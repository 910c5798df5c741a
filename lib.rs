/* This Source Code Form is subject to the terms of the Mozilla Public
 * License, v. 2.0. If a copy of the MPL was not distributed with this
 * file, You can obtain one at https://mozilla.org/MPL/2.0/. */

//! Navigation core for a hierarchical catalog browser.
//!
//! `NavigatorApp` owns the navigation state and reduces `NavIntent`s into
//! Branch Memory updates, scope notifications and surface synchronization.
//! `NavigatorRuntime` pairs it with the transition orchestrator.

pub mod app;
pub mod config;
pub mod model;
pub mod persistence;
pub mod registries;
pub mod shell;

#[cfg(any(test, feature = "test-utils"))]
pub mod test_utils;

pub use app::{NavIntent, NavigatorApp, TransitionRequest};
pub use config::{ConfigError, NavigatorConfig};
pub use model::taxonomy::{TaxonomyError, TaxonomyModel, TaxonomyPath};
pub use persistence::{
    KeyValueStore, MemoryStore, PersistenceAdapter, PersistenceError, RedbStore,
};
pub use shell::desktop::host::navigator_runtime::{NavigatorRuntime, TransitionSummary};
pub use shell::desktop::runtime::events::{NavEvent, ScopeChanged, ScopeSource};

pub const VERSION: &str = env!("CARGO_PKG_VERSION");
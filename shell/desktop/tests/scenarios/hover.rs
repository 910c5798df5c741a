/* This Source Code Form is subject to the terms of the Mozilla Public
 * License, v. 2.0. If a copy of the MPL was not distributed with this
 * file, You can obtain one at https://mozilla.org/MPL/2.0/. */

use std::time::Duration;

use super::super::harness::TestHarness;
use crate::app::NavIntent;
use crate::config::{DEFAULT_HOVER_CLOSE_GRACE_MS, DEFAULT_HOVER_OPEN_DELAY_MS};

const OPEN_DELAY: Duration = Duration::from_millis(DEFAULT_HOVER_OPEN_DELAY_MS);
const CLOSE_GRACE: Duration = Duration::from_millis(DEFAULT_HOVER_CLOSE_GRACE_MS);

fn collapsed() -> TestHarness {
    let mut harness = TestHarness::new();
    harness.set_collapsed(true);
    harness
}

#[test]
fn overlay_shows_branch_memory_even_when_panel_branch_is_closed() {
    let mut harness = TestHarness::new();
    harness.select("Phase2/GroupY/Deep");
    harness.toggle("Phase2");
    harness.set_collapsed(true);

    harness.hover_branch("Phase2");
    harness.advance(OPEN_DELAY);

    insta::assert_snapshot!(harness.overlay_outline(), @r"
    v Phase2 [path] [desc] (1)
      - GroupX
      v GroupY [path] [desc]
        - Deep [active] [path]
    ");
}

#[test]
fn close_grace_survives_a_trip_into_the_overlay() {
    let mut harness = collapsed();
    harness.hover_branch("Phase1");
    harness.advance(OPEN_DELAY);

    harness.apply(NavIntent::HoverBranchLeave);
    harness.advance(CLOSE_GRACE / 2);
    harness.apply(NavIntent::HoverOverlayEnter);
    harness.advance(CLOSE_GRACE);
    assert_eq!(harness.app.hover().shown_branch(), Some("Phase1"));

    harness.apply(NavIntent::HoverOverlayLeave);
    harness.advance(CLOSE_GRACE);
    assert_eq!(harness.app.hover().shown_branch(), None);
    assert!(harness.overlay_outline().is_empty());
}

#[test]
fn sweeping_across_toggles_only_opens_the_last_one() {
    let mut harness = collapsed();
    let step = OPEN_DELAY / 2;

    harness.hover_branch("Phase1");
    harness.advance(step);
    harness.hover_branch("Phase2");
    harness.advance(step);
    assert_eq!(harness.app.hover().shown_branch(), None);

    harness.advance(step);
    assert_eq!(harness.app.hover().shown_branch(), Some("Phase2"));
    assert_eq!(harness.app.overlay().borrow().target_branch(), Some("Phase2"));
}

#[test]
fn overlay_during_search_shows_the_pruned_subtree() {
    let mut harness = collapsed();
    harness.search("nmap");

    harness.hover_branch("Phase2");
    harness.advance(OPEN_DELAY);
    insta::assert_snapshot!(harness.overlay_outline(), @r"
    v Phase2 [via] (search 1)
      - GroupX [hit]
    ");

    harness.hover_branch("Phase1");
    harness.advance(OPEN_DELAY);
    insta::assert_snapshot!(harness.overlay_outline(), @"v Phase1");
}

#[test]
fn expanding_the_panel_dismisses_the_overlay() {
    let mut harness = collapsed();
    harness.hover_branch("Phase3");
    harness.advance(OPEN_DELAY);
    assert!(!harness.overlay_outline().is_empty());

    harness.set_collapsed(false);

    assert!(harness.overlay_outline().is_empty());
    assert_eq!(harness.app.hover().next_deadline(), None);
}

--------------------------------

Exercise objective> Your task is to copy each line of the material that contains the word "model".

Solution to this exercise>
pub mod model;
pub use model::taxonomy::{TaxonomyError, TaxonomyModel, TaxonomyPath};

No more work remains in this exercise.